Samstag, 20. April 2024

Archiv

Russland
Wieder ein Oligarch im Visier

Zehn Jahre war Yukos-Chef Chodorkowski in Haft. Jetzt ermittelt die russische Justiz wieder gegen einen Oligarchen - den Unternehmer Vladimir Jewtuschenkow, geschätztes Vermögen 4,5 Milliarden Dollar. Der Vorwurf: illegale Machenschaften bei einer Konzernübernahme.

Von Thorsten Jabs | 17.09.2014
    Im Visier der Ermittler: Vladimir Jewtuschenko, russischer Großunternehmer
    Im Visier der Ermittler: Vladimir Jewtuschenko, russischer Großunternehmer (picture-alliance / dpa / Sharifulin Valery)
    Im Staatsfernsehen hat diese Meldung die Ukraine-Krise heute von Platz eins verdrängt: Gegen einen der reichsten Männer Russlands, Wladimir Jewtuschenkow, wird ermittelt. So erklärt es der Sprecher der Ermittlungsbehörde, Wladimir Markin:
    „Für die Ermittler gibt es Grund zu der Annahme, dass Vladimir Jewtuschenkow an der nachträglichen Legalisierung von kriminell angeeignetem Eigentum beteiligt war.

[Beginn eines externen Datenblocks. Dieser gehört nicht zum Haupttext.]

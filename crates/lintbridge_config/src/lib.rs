//! # lintbridge_config
//!
//! Rule configuration handling for lintbridge.
//!
//! This crate provides:
//! - The immutable [`RuleConfig`] tree
//! - Loading from files, URLs, class path resources, bundled configurations
//!   or literal text with `${name}` substitution
//! - Rewriting of file-valued module attributes against project directories
//! - The tool's own settings file
//!
//! ## Example
//!
//! ```rust,ignore
//! use lintbridge_config::{ConfigLoader, ConfigSource, ModuleContext, Variables};
//!
//! let context = ModuleContext::new("/work/project").with_config_dir("/work/project/config");
//! let config = ConfigLoader::new(Variables::Ignore)
//!     .with_locator(&context)
//!     .load(&ConfigSource::from_location("/work/project/config/checks.xml"))?;
//! println!("{} top-level modules", config.children().len());
//! ```

mod bundled;
mod error;
mod loader;
pub mod locator;
mod model;
pub mod notify;
mod parser;
pub mod property;
mod settings;
mod source;

pub use bundled::BundledConfig;
pub use error::ConfigError;
pub use loader::{ConfigLoader, Variables, file_attribute_for, rewrite_file_paths};
pub use locator::{FileLocator, ModuleContext, absolute_normalized, normalize_path};
pub use model::{RuleConfig, RuleConfigBuilder, TREE_WALKER};
pub use notify::{CollectingNotifier, Notifier, TracingNotifier};
pub use parser::parse_rule_config;
pub use property::{IgnoringResolver, MapResolver, PropertyResolver};
pub use settings::{BridgeSettings, SETTINGS_FILE_NAME};
pub use source::ConfigSource;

Er wurde wegen Geldwäsche angeklagt und unter Hausarrest gestellt."
    Das US-Magazin Forbes schätzt Wladimir Jewtuschenkows Vermögen aktuell auf rund viereinhalb Milliarden Dollar. Er ist Gründer, Mehrheitseigentümer und Aufsichtsratsvorsitzender des Mischkonzerns Sistema, der unter anderem in der Banken- und Versicherungsbranche, im Einzelhandel und im Medienbereich aktiv ist. Herzstück ist der russische Mobilfunk-Marktführer MTS.
    Anteile von Bashneft unter Wert gekauft?
    Außerdem hält Sistema fast 80 Prozent der Anteile an der Ölgesellschaft Bashneft. Den Ermittlern zufolge geht es jetzt um den Kauf dieser Anteile im Jahr 2009. Diese wurden möglicherweise unter Wert verkauft. Seitdem ging es für Bashneft stetig bergauf. Und dieser er Erfolg rief offenbar den Konkurrenten und Marktführer Rosneft auf den Plan. Im Juni berichteten russische Medien über ein Übernahmeinteresse. Das pikante Detail: Rosneft wird von Igor Setschin, einem Vertrauten von Präsident Vladimir Putin geleitet.
    Weil Sistema-Chef Jewtuschenkow den Deal jedoch ablehnte, vermuten Beobachter jetzt eine Intrige und ziehen Parallelen zum Fall Chodorkowski. Der ehemalige Chef des inzwischen zerschlagenen Ölkonzerns Yukos saß unter anderem wegen Steuerhinterzieheung zehn Jahre im Gefängnis. Rosneft bezeichnete diese Vorwürfe umgehend als „absurd".
    "Kein politischer Hintergrund"
    Ebenso ein Kreml-Sprecher, der Hinweise auf politische Motive zurückwies. Auch Boris Titow, der Ombudsmann für Wirtschaft, ein Posten den Putin vor zwei Jahren geschaffen hatte, verteidigt die Ermittlungen:
    „Wenn diese Situation mit Korruption oder Gerichtsproblemen verbunden ist, dann spielt es für das Geschäft von Sistema keine Rolle. Ich bin hundertprozentig sicher, dass der Fall keinen politischen Hintergrund hat."
    Der im Exil in der Schweiz lebende Chodorkowski spricht jedoch von einem Versuch, Jewtuschenkow die Ölfirma Bashneft wegzunehmen. Sistema-Sprecherin Olga Gudina will dem Aufsichtsratsvorsitzenden des Mutterkonzerns beistehen:
    „Die Leitung von Sistema meint, dass der Kauf von Bashneft-Aktien korrekt und transparent durchgeführt wurde. Unsere Firma wird bei der Untersuchung helfen und alle gesetzlichen Möglichkeiten gegen eine Verurteilung ausschöpfen."
    Geburtstag im Hausarrest
    Ob dies reicht, um ein ähnliches Schicksal wie das Chordorkowski's zu vermeiden, wird sich zeigen. Seinen 66. Geburtstag wird Wladimir Jewtuschenkow am 25. September wohl auf jeden Fall unter keinen guten Vorzeichen in Hausarrest feiern müssen. Nach Berichten russischer Medien, drohen ihm bis zu sieben Jahre Haft.